== Collected data entries ==
Start of Block

//! Fullscreen passes
//!
//! Every pass shares the built-in quad and takes explicit input and output
//! textures. The renderer strings them together for the preprocess
//! (linear depth, SSR, SSAO), the deferred shading and the post-process chain
//! (TAA, bloom, tone mapping, motion blur).

use std::collections::HashMap;

use glam::{Mat4, Vec2, Vec3, Vec4};

use crate::backend::*;
use crate::context::RenderContext;
use crate::error::{RenderError, RenderResult};
use crate::math::{hammersley, lerp, Lcg};
use crate::resources::{
    AttachOptions, MaterialInstance, MaterialInstanceId, RenderTargetSlot, Texture, VertexArrayBuffer,
};
use crate::AntiAliasing;

/// Samples in the SSAO hemisphere kernel
pub const SSAO_KERNEL_SIZE: usize = 32;
/// Length of the TAA jitter sequence
pub const JITTER_SAMPLES: u32 = 16;
/// Horizontal + vertical blur rounds per bloom level
const BLOOM_BLUR_LOOPS: u32 = 2;
const SSAO_SEED: u32 = 4321;

/// Programs drawn through [`PostProcess`]
const PROGRAMS: [&str; 18] = [
    "copy_texture",
    "render_texture",
    "linear_depth",
    "generate_min_z",
    "velocity",
    "ssao",
    "gaussian_blur",
    "ssr",
    "ssr_resolve",
    "composite_shadowmap",
    "deferred_shading",
    "atmosphere_composite",
    "taa",
    "bloom_highlight",
    "bloom",
    "tone_map",
    "motion_blur",
    "cube_convolution",
];

/// Depth off, no culling, no blending
pub const FULLSCREEN_STATE: PipelineState = PipelineState {
    depth_test: false,
    depth_write: false,
    depth_func: CompareFunction::Always,
    cull_face: CullFace::None,
    front_face: FrontFace::Ccw,
    blend: None,
    polygon_mode: PolygonMode::Fill,
};

/// Clone of the texture in `slot`.
pub(crate) fn slot(ctx: &RenderContext, slot: RenderTargetSlot) -> RenderResult<Texture> {
    ctx.render_targets.texture(slot).cloned()
}

pub(crate) fn quad(ctx: &RenderContext) -> RenderResult<VertexArrayBuffer> {
    ctx.geometries
        .by_name("quad")
        .map(|g| g.vertex_buffer.clone())
        .ok_or_else(|| RenderError::MissingResource("quad geometry".into()))
}

/// Hemisphere kernel oriented along +Y, denser towards the origin.
pub fn ssao_kernel(rng: &mut Lcg) -> [Vec3; SSAO_KERNEL_SIZE] {
    let mut kernel = [Vec3::ZERO; SSAO_KERNEL_SIZE];
    for (i, sample) in kernel.iter_mut().enumerate() {
        let t = i as f32 / SSAO_KERNEL_SIZE as f32;
        let scale = lerp(0.1, 1.0, t * t);
        let direction = Vec3::new(rng.range(-1.0, 1.0), rng.range(0.5, 1.0), rng.range(-1.0, 1.0));
        *sample = direction.normalize() * scale;
    }
    kernel
}

/// Selector for the `render_texture` program.
pub fn texture_type(texture: &Texture) -> i32 {
    match texture.target() {
        TextureTarget::D2Array => 1,
        TextureTarget::D3 => 2,
        TextureTarget::Cube => 3,
        _ if !texture.format().is_blendable() => 4,
        _ => 0,
    }
}

/// Tunables of the post-process chain
#[derive(Debug, Clone, PartialEq)]
pub struct PostProcessSettings {
    pub anti_aliasing: AntiAliasing,
    pub is_render_bloom: bool,
    pub bloom_intensity: f32,
    pub bloom_threshold_min: f32,
    pub bloom_threshold_max: f32,
    pub bloom_scale: f32,
    pub is_render_motion_blur: bool,
    pub motion_blur_scale: f32,
    pub is_render_ssao: bool,
    pub ssao_blur_radius: f32,
    pub ssao_radius_min_max: Vec2,
    pub is_render_ssr: bool,
    pub is_render_tonemapping: bool,
    pub exposure: f32,
    pub contrast: f32,
    /// Mip level and layer shown by the debug overlay
    pub debug_texture_lod: f32,
    pub debug_texture_layer: f32,
}

impl Default for PostProcessSettings {
    fn default() -> Self {
        Self {
            anti_aliasing: AntiAliasing::Taa,
            is_render_bloom: true,
            bloom_intensity: 0.25,
            bloom_threshold_min: 1.25,
            bloom_threshold_max: 10.0,
            bloom_scale: 1.0,
            is_render_motion_blur: true,
            motion_blur_scale: 1.0,
            is_render_ssao: true,
            ssao_blur_radius: 2.0,
            ssao_radius_min_max: Vec2::new(0.05, 1.5),
            is_render_ssr: true,
            is_render_tonemapping: true,
            exposure: 1.0,
            contrast: 1.1,
            debug_texture_lod: 0.0,
            debug_texture_layer: 0.0,
        }
    }
}

/// Inputs of the deferred shading pass besides the G-buffer slots
pub struct ShadingInputs<'a> {
    pub probe: &'a Texture,
    pub transmittance: &'a Texture,
    pub irradiance: &'a Texture,
}
impl MaterialInstance {
    pub fn new(name: &str, material: &Material, textures: &TextureStore) -> Self {
        let mut instance = Self {
            name: name.to_string(),
            key: material.key.clone(),
            program: material.program,
            components: Vec::new(),
            values: HashMap::new(),
            texture_units: HashMap::new(),
            warned: Mutex::new(HashSet::new()),
        };
        instance.set_material(material, textures);
        instance
    }

    pub fn name(&self) -> &str {
        &self.name
    }

    pub fn shader_name(&self) -> &str {
        &self.key.shader
    }

    pub fn key(&self) -> &MaterialKey {
        &self.key
    }

    pub fn macros(&self) -> &BTreeMap<String, String> {
        &self.key.macros
    }

    /// Drawn in the translucent pass instead of the solid passes.
    pub fn is_translucent(&self) -> bool {
        self.key
            .macros
            .get(TRANSPARENT_MATERIAL)
            .is_some_and(|value| value.trim() != "0")
    }

    pub fn program(&self) -> ProgramHandle {
        self.program
    }

    /// Declared uniforms in declaration order.
    pub fn components(&self) -> &[UniformInfo] {
        &self.components
    }

    /// Stored values by uniform name.
    pub fn linked_material_component_map(&self) -> &HashMap<String, UniformValue> {
        &self.values
    }

    pub fn texture_unit(&self, name: &str) -> Option<u32> {
        self.texture_units.get(name).copied()
    }

    /// Reassign to another program. Values of uniforms the new program also
    /// declares are kept, the rest are dropped and new uniforms take their
    /// type defaults. Texture units follow the new declaration order.
    pub fn set_material(&mut self, material: &Material, textures: &TextureStore) {
        let mut values = HashMap::with_capacity(material.uniforms.len());
        let mut texture_units = HashMap::new();
        for info in &material.uniforms {
            if info.kind.is_sampler() {
                texture_units.insert(info.name.clone(), texture_units.len() as u32);
            }
            let kept = self
                .values
                .remove(&info.name)
                .filter(|value| value.matches(info.kind));
            let value =
                kept.unwrap_or_else(|| UniformValue::default_for(&info.name, info.kind, info.count, textures));
            values.insert(info.name.clone(), value);
        }
        self.key = material.key.clone();
        self.program = material.program;
        self.components = material.uniforms.clone();
        self.values = values;
        self.texture_units = texture_units;
        self.warned.lock().clear();
    }

    fn component(&self, name: &str) -> Option<&UniformInfo> {
        let found = self.components.iter().find(|u| u.name == name);
        if found.is_none() && self.warned.lock().insert(name.to_string()) {
            log::warn!("{}: unknown uniform {}", self.name, name);
        }
        found
    }

    pub fn get_uniform_data(&self, name: &str) -> Option<&UniformValue> {
        self.values.get(name)
    }

    /// Store a value. Unknown names warn once and are ignored; a value of
    /// the wrong type is an error.
    pub fn set_uniform_data(&mut self, name: &str, value: UniformValue) -> RenderResult<()> {
        let Some(info) = self.component(name) else {
            return Ok(());
        };
        if !value.matches(info.kind) {
            return Err(RenderError::UniformTypeMismatch {
                material: self.name.clone(),
                name: name.to_string(),
                expected: info.kind,
            });
        }
        self.values.insert(name.to_string(), value);
        Ok(())
    }

    /// Store a texture by name; unknown texture names are recoverable.
    pub fn set_texture(&mut self, name: &str, texture_name: &str, textures: &TextureStore) -> RenderResult<()> {
        let texture = textures
            .by_name(texture_name)
            .ok_or_else(|| RenderError::MissingResource(format!("texture {}", texture_name)))?;
        let value = UniformValue::Texture(TextureBinding {
            name: texture.name.clone(),
            handle: texture.handle,
        });
        self.set_uniform_data(name, value)
    }

    /// Parse `text` for the declared type of `name` and store it.
    pub fn set_uniform_data_from_string(
        &mut self,
        name: &str,
        text: &str,
        textures: &TextureStore,
    ) -> RenderResult<()> {
        let Some(info) = self.component(name).cloned() else {
            return Ok(());
        };
        if info.kind.is_sampler() {
            return self.set_texture(name, text.trim(), textures);
        }
        let value = UniformValue::parse(info.kind, info.count, text).map_err(|message| {
            RenderError::InvalidAttribute {
                attribute: format!("{}.{}", self.name, name),
                message,
            }
        })?;
        self.set_uniform_data(name, value)
    }

    /// Upload every stored component to the current program.
    pub fn bind_material_instance(&self, backend: &mut dyn GraphicsBackend) -> RenderResult<()> {
        for info in &self.components {
            if let Some(value) = self.values.get(&info.name) {
                self.upload(backend, info, value)?;
            }
        }
        Ok(())
    }

    /// Shorthand for [`bind_uniform_data`](Self::bind_uniform_data) with a
    /// converted value.
    pub fn bind(
        &self,
        backend: &mut dyn GraphicsBackend,
        name: &str,
        value: impl Into<UniformValue>,
    ) -> RenderResult<()> {
        self.bind_uniform_data(backend, name, &value.into())
    }

    /// Upload one named uniform without storing it (per-draw data).
    pub fn bind_uniform_data(
        &self,
        backend: &mut dyn GraphicsBackend,
        name: &str,
        value: &UniformValue,
    ) -> RenderResult<()> {
        match self.component(name) {
            Some(info) => self.upload(backend, info, value),
            None => Ok(()),
        }
    }

    fn upload(&self, backend: &mut dyn GraphicsBackend, info: &UniformInfo, value: &UniformValue) -> RenderResult<()> {
        let data = match value {
            UniformValue::Absent => return Ok(()),
            UniformValue::Texture(binding) => {
                let unit = self.texture_units.get(&info.name).copied().ok_or_else(|| {
                    RenderError::UniformTypeMismatch {
                        material: self.name.clone(),
                        name: info.name.clone(),
                        expected: info.kind,
                    }
                })?;
                backend.bind_texture(unit, binding.handle);
                UniformData::TextureUnit(unit)
            }
            other => other.to_uniform_data().ok_or_else(|| RenderError::UniformTypeMismatch {
                material: self.name.clone(),
                name: info.name.clone(),
                expected: info.kind,
            })?,
        };
        if !data.matches(info.kind) {
            return Err(RenderError::UniformTypeMismatch {
                material: self.name.clone(),
                name: info.name.clone(),
                expected: info.kind,
            });
        }
        backend.set_uniform(info.location, &data)?;
        Ok(())
    }

    /// Material-instance file contents.
    pub fn to_ini(&self) -> Ini {
        let mut ini = Ini::new();
        ini.with_section(Some("Shader")).set("shader", self.key.shader.as_str());
        // an empty section still marks the instance as macro-free
        ini.with_section(Some("Define"));
        for (name, value) in &self.key.macros {
            ini.with_section(Some("Define")).set(name.as_str(), value.as_str());
        }
        for info in &self.components {
            if let Some(value) = self.values.get(&info.name) {
                if *value != UniformValue::Absent {
                    ini.with_section(Some(info.kind.section_name()))
                        .set(info.name.as_str(), value.to_literal());
                }
            }
        }
        ini
    }

    pub fn save(&self, path: impl AsRef<Path>) -> RenderResult<()> {
        let path = path.as_ref();
        self.to_ini().write_to_file(path)?;
        log::info!("Saved material instance {} to {}", self.name, path.display());
        Ok(())
    }

    /// Rebuild an instance from its file contents. The shader and macros
    /// pick the program; values are applied by declared type.
    pub fn from_ini(
        name: &str,
        ini: &Ini,
        backend: &mut dyn GraphicsBackend,
        materials: &mut MaterialStore,
        textures: &TextureStore,
    ) -> RenderResult<Self> {
        let shader = ini
            .section(Some("Shader"))
            .and_then(|s| s.get("shader"))
            .ok_or_else(|| RenderError::MaterialFile {
                path: name.to_string(),
                message: "missing [Shader] shader".into(),
            })?;
        let macros: BTreeMap<String, String> = ini
            .section(Some("Define"))
            .map(|s| s.iter().map(|(k, v)| (k.to_string(), v.to_string())).collect())
            .unwrap_or_default();
        let material = materials.get_material(backend, shader, &macros)?;
        let mut instance = MaterialInstance::new(name, material, textures);
        for (section, properties) in ini.iter() {
            let Some(section) = section else { continue };
            if section == "Shader" || section == "Define" {
                continue;
            }
            if UniformKind::from_name(section).is_none() {
                log::warn!("{}: unknown section [{}]", name, section);
                continue;
            }
            for (key, value) in properties.iter() {
                crate::error::log_recoverable(
                    &format!("{}.{}", name, key),
                    instance.set_uniform_data_from_string(key, value, textures),
                )?;
            }
        }
        Ok(instance)
    }

    pub fn load(
        path: impl AsRef<Path>,
        backend: &mut dyn GraphicsBackend,
        materials: &mut MaterialStore,
        textures: &TextureStore,
    ) -> RenderResult<Self> {
        let path = path.as_ref();
        let ini = Ini::load_from_file(path).map_err(|e| RenderError::MaterialFile {
            path: path.display().to_string(),
            message: e.to_string(),
        })?;
        let name = path
            .file_stem()
            .and_then(|n| n.to_str())
            .unwrap_or("unknown")
            .to_string();
        Self::from_ini(&name, &ini, backend, materials, textures)
    }

    /// Copy under a new name.
    pub fn duplicate(&self, name: &str) -> Self {
        Self {
            name: name.to_string(),
            key: self.key.clone(),
            program: self.program,
            components: self.components.clone(),
            values: self.values.clone(),
            texture_units: self.texture_units.clone(),
            warned: Mutex::new(HashSet::new()),
        }
    }
}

End of Block

== WORK ITEM ==
When a line of the records includes "HashMap", that line belongs in the answer.

== SOLVED PROBLEM ==
use std::collections::HashMap;
            values: HashMap::new(),
            texture_units: HashMap::new(),
    pub fn linked_material_component_map(&self) -> &HashMap<String, UniformValue> {
        let mut values = HashMap::with_capacity(material.uniforms.len());
        let mut texture_units = HashMap::new();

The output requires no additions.